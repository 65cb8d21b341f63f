//! Slug-scoped backpack persistence and mutation.
//!
//! Every mutation runs the same pipeline under a store-wide lock: read the
//! stored state, apply the change, normalize, persist, then hand a snapshot
//! to the [`SyncEngine`]. Persistence failures are logged and never
//! surfaced; the returned state is what the player sees either way.

use std::sync::{Arc, Mutex, PoisonError};

use chrono::Utc;
use serde_json::Value;
use tracing::{debug, info, warn};
use trailhead_types::{
    Answer, BackpackState, FeatureId, MissionId, Pocket, PocketItem, Slug, generate_item_id,
};

use crate::normalize::{normalize, normalize_str, normalize_value};
use crate::storage::{KeyValueStore, backpack_key, write_json};
use crate::sync::SyncEngine;

/// Backpack state for every game, backed by a [`KeyValueStore`].
///
/// Cheap to clone; clones share storage, sync engine and the mutation lock.
#[derive(Debug, Clone)]
pub struct BackpackStore {
    storage: Arc<dyn KeyValueStore>,
    sync: SyncEngine,
    write_lock: Arc<Mutex<()>>,
}

impl BackpackStore {
    /// Create a store persisting to `storage` and syncing through `sync`.
    pub fn new(storage: Arc<dyn KeyValueStore>, sync: SyncEngine) -> Self {
        Self {
            storage,
            sync,
            write_lock: Arc::new(Mutex::new(())),
        }
    }

    /// The sync engine mutations are scheduled on.
    pub const fn sync(&self) -> &SyncEngine {
        &self.sync
    }

    /// The underlying storage.
    pub fn storage(&self) -> &dyn KeyValueStore {
        self.storage.as_ref()
    }

    /// Current state for a game. Absent or corrupt storage reads as an
    /// empty backpack.
    pub fn read(&self, slug: &Slug) -> BackpackState {
        match self.storage.get(&backpack_key(slug)) {
            Ok(Some(raw)) => normalize_str(&raw),
            Ok(None) => BackpackState::default(),
            Err(e) => {
                warn!(slug = %slug, error = %e, "backpack read failed; using empty state");
                BackpackState::default()
            }
        }
    }

    /// Replace the whole state.
    pub fn write(&self, slug: &Slug, state: BackpackState) -> BackpackState {
        self.mutate(slug, |current| *current = state)
    }

    /// Add (or with a negative `delta`, subtract) points.
    pub fn add_points(&self, slug: &Slug, delta: i64) -> BackpackState {
        self.mutate(slug, |s| s.points = s.points.saturating_add(delta))
    }

    /// Prepend an item to the finds pocket.
    pub fn add_find(&self, slug: &Slug, item: PocketItem) -> BackpackState {
        self.add_item(slug, Pocket::Finds, item)
    }

    /// Prepend an item to the photos pocket.
    pub fn add_photo(&self, slug: &Slug, item: PocketItem) -> BackpackState {
        self.add_item(slug, Pocket::Photos, item)
    }

    /// Prepend an item to the rewards pocket.
    pub fn add_reward(&self, slug: &Slug, item: PocketItem) -> BackpackState {
        self.add_item(slug, Pocket::Rewards, item)
    }

    /// Prepend an item to the utilities pocket.
    pub fn add_utility(&self, slug: &Slug, item: PocketItem) -> BackpackState {
        self.add_item(slug, Pocket::Utilities, item)
    }

    /// Prepend an item to the clues pocket.
    pub fn add_clue(&self, slug: &Slug, item: PocketItem) -> BackpackState {
        self.add_item(slug, Pocket::Clues, item)
    }

    /// Prepend an item to `pocket`.
    ///
    /// An empty id is replaced with a generated one, a missing `addedAt` is
    /// stamped now, and an existing item with the same id is replaced.
    pub fn add_item(&self, slug: &Slug, pocket: Pocket, mut item: PocketItem) -> BackpackState {
        if item.id.is_empty() {
            item.id = generate_item_id();
        }
        item.added_at.get_or_insert_with(now_ms);
        debug!(slug = %slug, pocket = %pocket, item = %item.id, "adding pocket item");
        self.mutate(slug, |s| {
            let items = s.pockets.get_mut(pocket);
            items.retain(|existing| existing.id != item.id);
            items.insert(0, item);
        })
    }

    /// Remove an item by id. Unknown ids leave the state untouched.
    pub fn remove_pocket_item(&self, slug: &Slug, pocket: Pocket, id: &str) -> BackpackState {
        self.take_pocket_item(slug, pocket, id)
            .map_or_else(|| self.read(slug), |(_, state)| state)
    }

    /// Remove an item and return it along with the new state.
    ///
    /// `None` (and no write, no sync) when the pocket holds no such item.
    pub fn take_pocket_item(
        &self,
        slug: &Slug,
        pocket: Pocket,
        id: &str,
    ) -> Option<(PocketItem, BackpackState)> {
        let _guard = self.lock();
        let mut state = self.read(slug);
        let items = state.pockets.get_mut(pocket);
        let index = items.iter().position(|item| item.id == id)?;
        let item = items.remove(index);
        let state = self.commit(slug, state);
        Some((item, state))
    }

    /// Record an answer to a mission, replacing any earlier answer.
    pub fn record_answer(
        &self,
        slug: &Slug,
        mission: &MissionId,
        correct: bool,
        value: Value,
    ) -> BackpackState {
        info!(slug = %slug, mission = %mission, correct, "answer recorded");
        self.mutate(slug, |s| {
            s.answers.insert(
                mission.clone(),
                Answer {
                    correct,
                    value,
                    ts: now_ms(),
                },
            );
        })
    }

    /// Stamp the most recent entry into a geofence.
    pub fn mark_geofence_visit(&self, slug: &Slug, feature: &FeatureId) -> BackpackState {
        self.mutate(slug, |s| {
            s.visits.geofences.insert(feature.clone(), now_ms());
        })
    }

    /// Clear the backpack. The empty state is persisted and pushed like
    /// any other mutation.
    pub fn reset(&self, slug: &Slug) -> BackpackState {
        info!(slug = %slug, "backpack reset");
        self.write(slug, BackpackState::default())
    }

    /// Pull the remote copy and adopt it.
    ///
    /// A remote state overwrites local state without scheduling a push. A
    /// remote with no state for the slug, or any remote failure, keeps the
    /// local state.
    pub async fn load(&self, slug: &Slug) -> BackpackState {
        match self.sync.remote().fetch_backpack(slug).await {
            Ok(Some(remote)) => {
                let state = normalize_value(&remote);
                let _guard = self.lock();
                self.persist(slug, &state);
                info!(slug = %slug, points = state.points, items = state.pockets.item_count(), "backpack loaded from remote");
                state
            }
            Ok(None) => {
                debug!(slug = %slug, "remote has no backpack; keeping local state");
                self.read(slug)
            }
            Err(e) => {
                warn!(slug = %slug, error = %e, "backpack load failed; keeping local state");
                self.read(slug)
            }
        }
    }

    fn mutate(&self, slug: &Slug, apply: impl FnOnce(&mut BackpackState)) -> BackpackState {
        let _guard = self.lock();
        let mut state = self.read(slug);
        apply(&mut state);
        self.commit(slug, state)
    }

    /// Normalize, persist and schedule sync. Caller holds the lock.
    fn commit(&self, slug: &Slug, state: BackpackState) -> BackpackState {
        let state = normalize(state);
        self.persist(slug, &state);
        self.sync.schedule(slug, state.clone());
        state
    }

    fn persist(&self, slug: &Slug, state: &BackpackState) {
        if let Err(e) = write_json(self.storage.as_ref(), &backpack_key(slug), state) {
            warn!(slug = %slug, error = %e, "backpack persist failed");
        }
    }

    fn lock(&self) -> std::sync::MutexGuard<'_, ()> {
        self.write_lock.lock().unwrap_or_else(PoisonError::into_inner)
    }
}

fn now_ms() -> i64 {
    Utc::now().timestamp_millis()
}
//! Drop-log records: items a player left behind at a location.

use chrono::{DateTime, Utc};
use serde::{Deserialize, Serialize};
use serde_json::Value;

use crate::backpack::Pocket;
use crate::ids::{DropId, Slug};

/// Where an item was dropped.
#[derive(Debug, Clone, Copy, PartialEq, Serialize, Deserialize)]
pub struct DropLocation {
    /// Latitude in degrees.
    pub lat: f64,
    /// Longitude in degrees.
    pub lng: f64,
    /// Horizontal accuracy in meters, when known.
    #[serde(default, skip_serializing_if = "Option::is_none")]
    pub accuracy: Option<f64>,
}

impl DropLocation {
    /// A location without an accuracy estimate.
    pub const fn new(lat: f64, lng: f64) -> Self {
        Self {
            lat,
            lng,
            accuracy: None,
        }
    }
}

/// One append-only entry in a game's drop log.
#[derive(Debug, Clone, PartialEq, Serialize, Deserialize)]
#[serde(rename_all = "camelCase")]
pub struct DropLogEntry {
    /// Entry id (server-assigned, or `local-` prefixed when synthesized).
    pub id: DropId,
    /// Game the drop belongs to.
    pub slug: Slug,
    /// Pocket the item was taken from.
    pub pocket: Pocket,
    /// Snapshot of the item at the time of the drop.
    pub item: Value,
    /// Latitude of the drop.
    pub lat: f64,
    /// Longitude of the drop.
    pub lng: f64,
    /// Accuracy of the position fix, when known.
    #[serde(default)]
    pub accuracy: Option<f64>,
    /// When the drop happened.
    pub dropped_at: DateTime<Utc>,
}

impl DropLogEntry {
    /// Build an entry with a client-generated id, stamped now.
    pub fn synthesize(slug: Slug, pocket: Pocket, item: Value, location: DropLocation) -> Self {
        Self {
            id: DropId::local(),
            slug,
            pocket,
            item,
            lat: location.lat,
            lng: location.lng,
            accuracy: location.accuracy,
            dropped_at: Utc::now(),
        }
    }

    /// Id of the dropped item, read from the snapshot.
    pub fn item_id(&self) -> Option<&str> {
        self.item.get("id").and_then(Value::as_str)
    }
}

__________

Problem statement -
Go through the listing and copy each line that includes the string "generated".

Task response -
    /// An empty id is replaced with a generated one, a missing `addedAt` is
    /// Build an entry with a client-generated id, stamped now.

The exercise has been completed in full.